Chen and a visiting Japanese opposition lawmaker yesterday voiced their support for Lee.
Chen told Naoto Kan, a member of the lower house of the Japanese Diet, yesterday morning that Lee was just a private citizen and should be allowed to travel freely.
"[The decision] should not be influenced by politics," Chen added.
Kan, a former chairman of the Democratic Party of Japan, the largest opposition party, said the Japanese government could follow the formula set by the US in issuing visas to Taiwan's political figures to allow Lee to make the visit.
The US issued Lee a tourist visa in April of last year, setting no restrictions on his activities in the US. The US State Department at the time said the visa was granted because Lee, despite being a former head of state, was a private citizen.

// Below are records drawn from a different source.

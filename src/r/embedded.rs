//! The process-wide interpreter.
//!
//! Every call goes through one global lock, since the runtime keeps unsynchronized global state.
//! Evaluations block for as long as the runtime runs; there is no way to interrupt one.

use std::panic;
use std::sync::{Mutex, MutexGuard, Once, PoisonError, TryLockError};

use lazy_static::lazy_static;
use log::{error, warn};

use crate::config::Config;
use crate::error::{Error, Result};
use crate::value::Value;

use super::ffi::Sexp;
use super::interpreter::{Handle, Interpreter, Ownership, State};
use super::library::LibraryFactory;

pub type EmbeddedInterpreter = Interpreter<LibraryFactory>;

lazy_static! {
    static ref EMBEDDED: Mutex<EmbeddedInterpreter> =
        Mutex::new(Interpreter::new(LibraryFactory::new(Config::from_env())));
}

static EXIT_HOOK: Once = Once::new();

fn lock() -> MutexGuard<'static, EmbeddedInterpreter> {
    // Every operation leaves the protect stack balanced, so a panic elsewhere doesn't poison the state.
    EMBEDDED.lock().unwrap_or_else(PoisonError::into_inner)
}

extern "C" fn stop_at_exit() {
    let r = panic::catch_unwind(|| {
        let mut interp = match EMBEDDED.try_lock() {
            Ok(g) => g,
            Err(TryLockError::Poisoned(p)) => p.into_inner(),
            Err(TryLockError::WouldBlock) => {
                warn!("interpreter busy at exit; skipping shutdown");
                return;
            }
        };
        if interp.state() == State::Running {
            if let Err(e) = interp.stop(false) {
                error!("shutdown at exit failed: {}", e);
            }
        }
    });
    if r.is_err() {
        error!("shutdown at exit panicked");
    }
}

fn start_locked(interp: &mut EmbeddedInterpreter) -> Result<Handle> {
    let handle = interp.start()?;
    if handle.ownership() == Ownership::Owned {
        EXIT_HOOK.call_once(|| {
            if unsafe { libc::atexit(stop_at_exit) } != 0 {
                warn!("could not register exit hook; call stop() before exiting");
            }
        });
    }
    Ok(handle)
}

/// Replaces the configuration. Only possible before the runtime has started.
pub fn configure(config: Config) -> Result<()> {
    let mut interp = lock();
    match interp.state() {
        State::Uninitialized => {
            *interp = Interpreter::new(LibraryFactory::new(config));
            Ok(())
        }
        _ => Err(Error::ProtocolViolation(
            "cannot reconfigure a started runtime".to_string(),
        )),
    }
}

/// Starts (or adopts) the process-wide runtime. Idempotent.
pub fn start() -> Result<Handle> {
    start_locked(&mut lock())
}

/// Evaluates `code` on the process-wide runtime, starting it if needed.
pub fn evaluate(code: &str, env: Option<Sexp>) -> Result<Value> {
    let mut interp = lock();
    start_locked(&mut interp)?;
    interp.evaluate(code, env)
}

/// Shuts the process-wide runtime down. A second call is a protocol violation.
pub fn stop(fatal: bool) -> Result<()> {
    lock().stop(fatal)
}

pub fn state() -> State {
    lock().state()
}

/// Runs `f` with the lock held, for sequences that must not interleave with other callers.
pub fn with_interpreter<T, F>(f: F) -> T
where
    F: FnOnce(&mut EmbeddedInterpreter) -> T,
{
    f(&mut lock())
}
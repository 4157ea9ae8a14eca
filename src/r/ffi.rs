//! C-level types shared by the runtime's API and the callbacks it invokes.

use libc::{c_char, c_int, c_uint, c_void};

/// `R_xlen_t`.
pub type XLen = isize;

/// `SEXPTYPE`.
pub type SexpType = c_uint;

pub const NILSXP: SexpType = 0;
pub const ENVSXP: SexpType = 4;
pub const LANGSXP: SexpType = 6;
pub const CHARSXP: SexpType = 9;
pub const LGLSXP: SexpType = 10;
pub const INTSXP: SexpType = 13;
pub const REALSXP: SexpType = 14;
pub const STRSXP: SexpType = 16;
pub const EXPRSXP: SexpType = 20;
pub const RAWSXP: SexpType = 24;

/// `ParseStatus`.
pub type ParseStatus = c_int;

pub const PARSE_NULL: ParseStatus = 0;
pub const PARSE_OK: ParseStatus = 1;
pub const PARSE_INCOMPLETE: ParseStatus = 2;
pub const PARSE_ERROR: ParseStatus = 3;
pub const PARSE_EOF: ParseStatus = 4;

/// `cetype_t` value for UTF-8 encoded CHARSXPs.
pub const CE_UTF8: c_int = 1;

/// `NA_INTEGER` and `NA_LOGICAL`.
pub const NA_INTEGER: c_int = c_int::MIN;

/// An object pointer (`SEXP`). Only meaningful to the runtime that produced it.
#[repr(transparent)]
#[derive(Debug, Clone, Copy, PartialEq, Eq, Hash)]
pub struct Sexp(pub *mut c_void);

impl Sexp {
    pub fn null() -> Self {
        Sexp(std::ptr::null_mut())
    }

    pub fn is_null(&self) -> bool {
        self.0.is_null()
    }
}

pub type WriteConsoleEx = unsafe extern "C" fn(*const c_char, c_int, c_int);
pub type WriteConsole = unsafe extern "C" fn(*const c_char, c_int);
pub type ShowMessage = unsafe extern "C" fn(*const c_char);
/// `(SA_TYPE saveact, int status, int runLast)`.
pub type CleanUp = unsafe extern "C" fn(c_int, c_int, c_int);
pub type ProcessEvents = unsafe extern "C" fn();
pub type Busy = unsafe extern "C" fn(c_int);

/// The host-side functions installed into the runtime's callback slots.
#[derive(Clone, Copy)]
pub struct Callbacks {
    pub write: WriteConsoleEx,
    pub show_message: ShowMessage,
    pub cleanup: CleanUp,
    pub process_events: ProcessEvents,
    pub busy: Busy,
}
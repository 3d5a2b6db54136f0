//! Downloading and unpacking zip archives

use anyhow::{Context, Result};
use std::io::{Cursor, Read};
use std::path::{Path, PathBuf};
use url::Url;
use zip::ZipArchive;

const USER_AGENT: &str = concat!("merry/", env!("CARGO_PKG_VERSION"));

/// HTTP client, optionally routed through a proxy
pub fn client(proxy: Option<&str>) -> Result<reqwest::Client> {
    let mut builder = reqwest::Client::builder().user_agent(USER_AGENT);
    if let Some(proxy) = proxy {
        let proxy = reqwest::Proxy::all(proxy).with_context(|| format!("Invalid proxy: {}", proxy))?;
        builder = builder.proxy(proxy);
    }
    builder.build().context("Failed to build HTTP client")
}

/// Fetch `url` into memory
pub async fn download(client: &reqwest::Client, url: &Url) -> Result<Vec<u8>> {
    tracing::debug!(%url, "downloading");
    let response = client
        .get(url.clone())
        .send()
        .await
        .with_context(|| format!("Failed to fetch {}", url))?;

    if !response.status().is_success() {
        anyhow::bail!("Failed to fetch {}: HTTP {}", url, response.status());
    }

    Ok(response.bytes().await?.to_vec())
}

/// Last non-empty path segment of a URL, used as a default file name
pub fn file_name(url: &Url) -> Option<String> {
    url.path_segments()?
        .filter(|segment| !segment.is_empty())
        .last()
        .map(str::to_string)
}

/// Drop the first `strip` components of an archive path
fn strip_components(path: &Path, strip: usize) -> PathBuf {
    path.components().skip(strip).collect()
}

/// Extract a zip into `dest`, dropping `strip` leading path components.
/// Returns the number of files written.
pub fn extract_zip(zip_bytes: &[u8], dest: &Path, strip: usize) -> Result<usize> {
    let mut archive =
        ZipArchive::new(Cursor::new(zip_bytes)).context("Failed to read zip archive")?;
    let mut written = 0;

    for i in 0..archive.len() {
        let mut file = archive.by_index(i)?;

        // entries escaping the destination are ignored
        let Some(name) = file.enclosed_name() else {
            tracing::debug!(entry = %file.name(), "skipping unsafe zip entry");
            continue;
        };
        let relative = strip_components(&name, strip);
        if relative.as_os_str().is_empty() {
            continue;
        }
        let target = dest.join(relative);

        if file.is_dir() {
            std::fs::create_dir_all(&target)
                .with_context(|| format!("Failed to create {}", target.display()))?;
            continue;
        }

        if let Some(parent) = target.parent() {
            std::fs::create_dir_all(parent)
                .with_context(|| format!("Failed to create {}", parent.display()))?;
        }
        let mut contents = Vec::new();
        file.read_to_end(&mut contents)?;
        std::fs::write(&target, &contents)
            .with_context(|| format!("Failed to write {}", target.display()))?;

        #[cfg(unix)]
        if let Some(mode) = file.unix_mode() {
            use std::os::unix::fs::PermissionsExt;
            let _ = std::fs::set_permissions(&target, std::fs::Permissions::from_mode(mode));
        }

        written += 1;
    }

    Ok(written)
}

Pro-Lee Japanese legislators have decided to protest the Japanese foreign ministry's apparent refusal to grant a visa to Lee, a Tokyo-based source told the Taipei Times.
"But now that the senior foreign ministry official has made it clear that it's unlikely Lee will get a visa even he re-applies, it's almost impossible for the ministry to change its mind even under pressure from pro-Lee forces in Japan," the source said.
But a foreign ministry official in Taipei said that it was too early to pronounce the matter dead, adding that public opinion in Japan could force the foreign ministry to think again.